> [Given entries]
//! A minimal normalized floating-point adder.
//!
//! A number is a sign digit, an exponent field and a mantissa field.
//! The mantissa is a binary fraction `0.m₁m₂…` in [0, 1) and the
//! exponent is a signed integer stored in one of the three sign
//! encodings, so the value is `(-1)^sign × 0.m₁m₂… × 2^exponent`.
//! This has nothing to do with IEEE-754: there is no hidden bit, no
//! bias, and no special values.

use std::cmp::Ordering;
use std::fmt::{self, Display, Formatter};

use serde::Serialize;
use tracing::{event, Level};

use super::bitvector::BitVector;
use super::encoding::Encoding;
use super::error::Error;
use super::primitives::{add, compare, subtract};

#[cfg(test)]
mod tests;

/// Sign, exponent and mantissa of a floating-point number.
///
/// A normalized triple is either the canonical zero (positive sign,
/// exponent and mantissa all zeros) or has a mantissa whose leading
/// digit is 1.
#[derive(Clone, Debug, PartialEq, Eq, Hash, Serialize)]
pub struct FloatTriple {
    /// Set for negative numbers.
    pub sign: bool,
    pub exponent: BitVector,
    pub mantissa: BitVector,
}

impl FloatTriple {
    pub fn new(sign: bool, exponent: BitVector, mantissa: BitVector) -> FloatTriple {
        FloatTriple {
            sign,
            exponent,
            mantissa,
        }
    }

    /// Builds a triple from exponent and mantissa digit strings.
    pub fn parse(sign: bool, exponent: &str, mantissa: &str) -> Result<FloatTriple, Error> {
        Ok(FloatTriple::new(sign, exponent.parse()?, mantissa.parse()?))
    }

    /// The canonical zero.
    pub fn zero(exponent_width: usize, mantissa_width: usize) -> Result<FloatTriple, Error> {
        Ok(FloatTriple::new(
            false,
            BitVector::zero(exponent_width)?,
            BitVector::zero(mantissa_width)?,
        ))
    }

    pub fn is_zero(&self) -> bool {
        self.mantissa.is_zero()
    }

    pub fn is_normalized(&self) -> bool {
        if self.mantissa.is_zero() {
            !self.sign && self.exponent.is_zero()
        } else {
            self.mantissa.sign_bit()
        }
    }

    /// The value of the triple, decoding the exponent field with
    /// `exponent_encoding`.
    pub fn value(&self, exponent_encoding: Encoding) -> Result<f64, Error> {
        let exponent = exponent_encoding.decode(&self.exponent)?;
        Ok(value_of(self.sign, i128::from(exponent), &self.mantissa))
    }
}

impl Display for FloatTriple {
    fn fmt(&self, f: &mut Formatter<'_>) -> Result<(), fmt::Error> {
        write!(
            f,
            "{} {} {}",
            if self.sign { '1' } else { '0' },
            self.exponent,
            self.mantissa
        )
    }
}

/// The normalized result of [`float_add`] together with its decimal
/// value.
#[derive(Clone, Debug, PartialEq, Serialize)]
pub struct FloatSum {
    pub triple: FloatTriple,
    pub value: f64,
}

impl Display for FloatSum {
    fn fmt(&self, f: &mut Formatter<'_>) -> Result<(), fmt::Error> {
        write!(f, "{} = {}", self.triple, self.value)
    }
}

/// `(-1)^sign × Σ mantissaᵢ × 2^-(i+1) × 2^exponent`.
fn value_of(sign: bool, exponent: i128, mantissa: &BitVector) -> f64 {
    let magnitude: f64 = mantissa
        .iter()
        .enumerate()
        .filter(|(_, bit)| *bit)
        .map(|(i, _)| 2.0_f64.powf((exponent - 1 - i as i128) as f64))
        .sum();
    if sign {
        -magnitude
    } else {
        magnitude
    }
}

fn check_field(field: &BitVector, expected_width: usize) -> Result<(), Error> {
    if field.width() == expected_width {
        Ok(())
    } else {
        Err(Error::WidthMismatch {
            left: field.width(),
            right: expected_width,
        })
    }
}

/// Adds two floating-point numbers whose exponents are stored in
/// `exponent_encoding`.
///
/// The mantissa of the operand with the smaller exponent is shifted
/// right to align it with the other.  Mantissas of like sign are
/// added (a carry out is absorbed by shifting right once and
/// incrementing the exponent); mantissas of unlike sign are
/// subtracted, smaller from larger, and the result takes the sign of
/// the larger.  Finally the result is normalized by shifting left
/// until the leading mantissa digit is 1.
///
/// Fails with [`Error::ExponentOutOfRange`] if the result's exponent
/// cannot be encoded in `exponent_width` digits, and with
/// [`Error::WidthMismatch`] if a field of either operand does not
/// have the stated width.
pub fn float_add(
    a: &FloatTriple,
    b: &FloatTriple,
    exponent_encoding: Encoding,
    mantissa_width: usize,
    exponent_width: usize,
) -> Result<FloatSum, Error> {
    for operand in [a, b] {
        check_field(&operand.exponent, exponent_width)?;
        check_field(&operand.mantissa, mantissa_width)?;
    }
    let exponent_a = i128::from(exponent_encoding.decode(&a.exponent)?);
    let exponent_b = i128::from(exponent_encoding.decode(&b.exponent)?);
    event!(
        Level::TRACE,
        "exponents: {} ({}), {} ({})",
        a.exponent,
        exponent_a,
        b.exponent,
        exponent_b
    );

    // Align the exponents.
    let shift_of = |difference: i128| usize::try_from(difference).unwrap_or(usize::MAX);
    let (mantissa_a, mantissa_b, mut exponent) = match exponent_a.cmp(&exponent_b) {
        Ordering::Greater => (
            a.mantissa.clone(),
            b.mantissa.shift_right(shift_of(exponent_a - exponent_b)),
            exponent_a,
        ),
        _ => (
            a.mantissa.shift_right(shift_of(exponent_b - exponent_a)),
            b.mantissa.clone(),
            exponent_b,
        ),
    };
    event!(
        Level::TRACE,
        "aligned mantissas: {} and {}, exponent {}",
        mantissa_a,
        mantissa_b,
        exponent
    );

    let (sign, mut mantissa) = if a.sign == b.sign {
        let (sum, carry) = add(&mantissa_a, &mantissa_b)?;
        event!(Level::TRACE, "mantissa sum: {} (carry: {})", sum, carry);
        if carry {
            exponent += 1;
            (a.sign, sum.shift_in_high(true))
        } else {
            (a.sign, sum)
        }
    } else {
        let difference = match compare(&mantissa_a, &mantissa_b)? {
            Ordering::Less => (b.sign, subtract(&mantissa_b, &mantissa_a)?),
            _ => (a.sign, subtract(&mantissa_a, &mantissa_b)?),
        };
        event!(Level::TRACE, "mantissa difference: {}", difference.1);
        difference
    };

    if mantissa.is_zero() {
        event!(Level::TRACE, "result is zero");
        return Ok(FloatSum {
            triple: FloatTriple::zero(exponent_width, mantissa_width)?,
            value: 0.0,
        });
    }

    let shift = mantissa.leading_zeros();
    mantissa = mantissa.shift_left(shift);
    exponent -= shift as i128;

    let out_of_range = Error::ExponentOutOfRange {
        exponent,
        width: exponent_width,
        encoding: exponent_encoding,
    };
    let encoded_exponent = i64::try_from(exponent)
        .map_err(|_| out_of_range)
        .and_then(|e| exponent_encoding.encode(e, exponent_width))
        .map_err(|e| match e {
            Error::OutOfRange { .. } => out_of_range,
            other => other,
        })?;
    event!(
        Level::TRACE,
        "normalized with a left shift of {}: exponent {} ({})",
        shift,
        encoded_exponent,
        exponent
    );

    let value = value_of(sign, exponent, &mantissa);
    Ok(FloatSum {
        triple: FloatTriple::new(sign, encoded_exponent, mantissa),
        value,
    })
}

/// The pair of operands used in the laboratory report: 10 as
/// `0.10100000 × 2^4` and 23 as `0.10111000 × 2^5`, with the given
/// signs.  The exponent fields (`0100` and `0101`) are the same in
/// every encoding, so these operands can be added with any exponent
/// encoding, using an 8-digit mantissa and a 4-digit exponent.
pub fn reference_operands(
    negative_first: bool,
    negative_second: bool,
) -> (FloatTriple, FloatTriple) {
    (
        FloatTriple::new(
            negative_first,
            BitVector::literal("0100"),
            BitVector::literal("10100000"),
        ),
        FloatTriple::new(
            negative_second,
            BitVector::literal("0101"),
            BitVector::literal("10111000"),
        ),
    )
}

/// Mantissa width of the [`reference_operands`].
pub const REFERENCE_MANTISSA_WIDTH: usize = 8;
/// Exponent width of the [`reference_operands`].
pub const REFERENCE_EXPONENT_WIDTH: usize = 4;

> [Task description] Check each line of the records above for "Serialize", and copy those that have it.

> [Answer area]
use serde::Serialize;
#[derive(Clone, Debug, PartialEq, Eq, Hash, Serialize)]
#[derive(Clone, Debug, PartialEq, Serialize)]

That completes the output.